The study evaluates the ongoing impact of diabetes on in-hospital mortality of COVID-19 patients even after the disease became common in Japan.

## Key findings

- In-hospital mortality was significantly lower in the post-Omicron group compared to the pre-Omicron group.
- Patients with diabetes had higher in-hospital mortality in both pre- and post-Omicron groups.
- Diabetes did not significantly interact with the effect of the Omicron variant on mortality.

## Abstract

Aim: The number of severe cases of coronavirus disease 2019 (COVID-19) has been decreasing since the emergence of the Omicron variant at the end of 2021. COVID-19 has become a common infectious disease in Japan and was downgraded to a category five infectious disease on May 8, 2023. This study aimed to compare the impact of diabetes mellitus on in-hospital mortality in COVID-19 patients since COVID-19 became a common infectious disease.

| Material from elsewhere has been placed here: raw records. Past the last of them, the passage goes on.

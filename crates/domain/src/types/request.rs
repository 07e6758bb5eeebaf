//! Request descriptors
//!
//! A [`RequestDescriptor`] is the transport-agnostic description of one
//! remote call. The bearer token is attached later, per dispatch, so a
//! descriptor can be re-sent unchanged after a token renewal.

use std::fmt;
use std::str::FromStr;

use serde::{Deserialize, Serialize};

use crate::errors::{PostboxError, Result};

/// HTTP verbs the client issues
#[derive(Debug, Clone, Copy, PartialEq, Eq, Hash, Serialize, Deserialize)]
#[serde(rename_all = "UPPERCASE")]
pub enum HttpMethod {
    Get,
    Post,
    Put,
    Patch,
    Delete,
}

impl HttpMethod {
    pub fn as_str(&self) -> &'static str {
        match self {
            Self::Get => "GET",
            Self::Post => "POST",
            Self::Put => "PUT",
            Self::Patch => "PATCH",
            Self::Delete => "DELETE",
        }
    }
}

impl fmt::Display for HttpMethod {
    fn fmt(&self, f: &mut fmt::Formatter<'_>) -> fmt::Result {
        f.write_str(self.as_str())
    }
}

impl FromStr for HttpMethod {
    type Err = String;

    fn from_str(s: &str) -> std::result::Result<Self, Self::Err> {
        match s.trim().to_ascii_uppercase().as_str() {
            "GET" => Ok(Self::Get),
            "POST" => Ok(Self::Post),
            "PUT" => Ok(Self::Put),
            "PATCH" => Ok(Self::Patch),
            "DELETE" => Ok(Self::Delete),
            _ => Err(format!("Invalid HttpMethod: {s}")),
        }
    }
}

/// One remote call: verb, endpoint relative to the base URL, optional JSON body
#[derive(Debug, Clone, PartialEq, Eq)]
pub struct RequestDescriptor {
    pub method: HttpMethod,
    pub endpoint: String,
    body: Option<String>,
    /// Whether the call participates in the authorization-retry protocol
    pub requires_auth: bool,
}

impl RequestDescriptor {
    pub fn new(method: HttpMethod, endpoint: impl Into<String>) -> Self {
        Self { method, endpoint: endpoint.into(), body: None, requires_auth: true }
    }

    pub fn get(endpoint: impl Into<String>) -> Self {
        Self::new(HttpMethod::Get, endpoint)
    }

    pub fn post(endpoint: impl Into<String>) -> Self {
        Self::new(HttpMethod::Post, endpoint)
    }

    /// Attach a pre-serialized JSON body. An empty body means no body.
    #[must_use]
    pub fn with_body(mut self, body: impl Into<String>) -> Self {
        let body = body.into();
        self.body = if body.is_empty() { None } else { Some(body) };
        self
    }

    /// Serialize `value` as the JSON body.
    pub fn with_json<B: Serialize + ?Sized>(self, value: &B) -> Result<Self> {
        let body = serde_json::to_string(value)
            .map_err(|e| PostboxError::Internal(format!("failed to serialize request body: {e}")))?;
        Ok(self.with_body(body))
    }

    /// Skip bearer attachment and the retry protocol (login, register, forgot).
    #[must_use]
    pub fn unauthenticated(mut self) -> Self {
        self.requires_auth = false;
        self
    }

    pub fn body(&self) -> Option<&str> {
        self.body.as_deref()
    }
}
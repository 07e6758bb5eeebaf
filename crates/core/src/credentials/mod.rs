//! Saved credential persistence

pub mod memory;
pub mod ports;

pub use memory::InMemoryCredentialStore;
pub use ports::CredentialStore;
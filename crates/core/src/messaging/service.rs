//! Messaging service
//!
//! Inbox, message content and message creation on top of [`ApiService`].

use std::sync::Arc;

use postbox_domain::constants::endpoints;
use postbox_domain::{
    CreateMessage, ErrorRecord, HttpMethod, ReceivedMessage, ReceivedMessageStub, RequestDescriptor,
    SentMessage,
};

use crate::api::ApiService;

pub struct MessagingService {
    api: Arc<ApiService>,
}

impl MessagingService {
    pub fn new(api: Arc<ApiService>) -> Self {
        Self { api }
    }

    /// Stubs for each message in the inbox. Empty on failure.
    pub async fn get_inbox(
        &self,
        unread_only: bool,
        include_hidden: bool,
        on_error: impl FnOnce(ErrorRecord),
    ) -> Vec<ReceivedMessageStub> {
        let endpoint =
            format!("{}?unreadOnly={unread_only}&hidden={include_hidden}", endpoints::INBOX);
        self.api
            .send::<Option<Vec<ReceivedMessageStub>>>(&RequestDescriptor::get(endpoint), on_error)
            .await
            .flatten()
            .unwrap_or_default()
    }

    /// Full content of one message, `None` if unavailable.
    pub async fn get_message_content(
        &self,
        id: &str,
        on_error: impl FnOnce(ErrorRecord),
    ) -> Option<ReceivedMessage> {
        let endpoint = format!("{}/{}", endpoints::MESSAGES, urlencoding::encode(id));
        self.api.send(&RequestDescriptor::get(endpoint), on_error).await
    }

    pub async fn send_message(
        &self,
        message: &CreateMessage,
        on_error: impl FnOnce(ErrorRecord),
    ) -> Option<SentMessage> {
        self.api.send_json(HttpMethod::Post, endpoints::MESSAGES, message, true, on_error).await
    }
}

Patients and methods: We conducted a retrospective observational study using data from an advanced critical care center in Osaka, Japan. The study included 1,381 patients of COVID-19 admitted to the center between March 1, 2020, and May 7, 2023, before COVID-19 became a category five infectious disease in Japan. Individuals younger than 18 years and pregnant women were excluded. We divided the patients into two groups: pre- and post-Omicron epidemic groups. The primary endpoint of the study was the in-hospital mortality, and the prognostic impact of diabetes mellitus was compared between the groups.

Results: The Kaplan-Meier curve showed a significantly lower rate of in-hospital mortality in the post-Omicron epidemic group than in the pre-Omicron epidemic group. The hazard ratio (HR) was 1.83 (95% CI, 1.36-2.50; p < 0.0001). Patients with diabetes mellitus had higher in-hospital mortality in both the pre- and post-Omicron epidemic groups; their HRs were 1.39 (95% CI, 1.21-1.59; p < 0.0001) and 1.45 (95% CI, 1.15-1.83; p = 0.0012), respectively. Diabetes mellitus had no significant interaction effect on the association between the post-Omicron epidemic and in-hospital mortality (p for interaction = 0.2154).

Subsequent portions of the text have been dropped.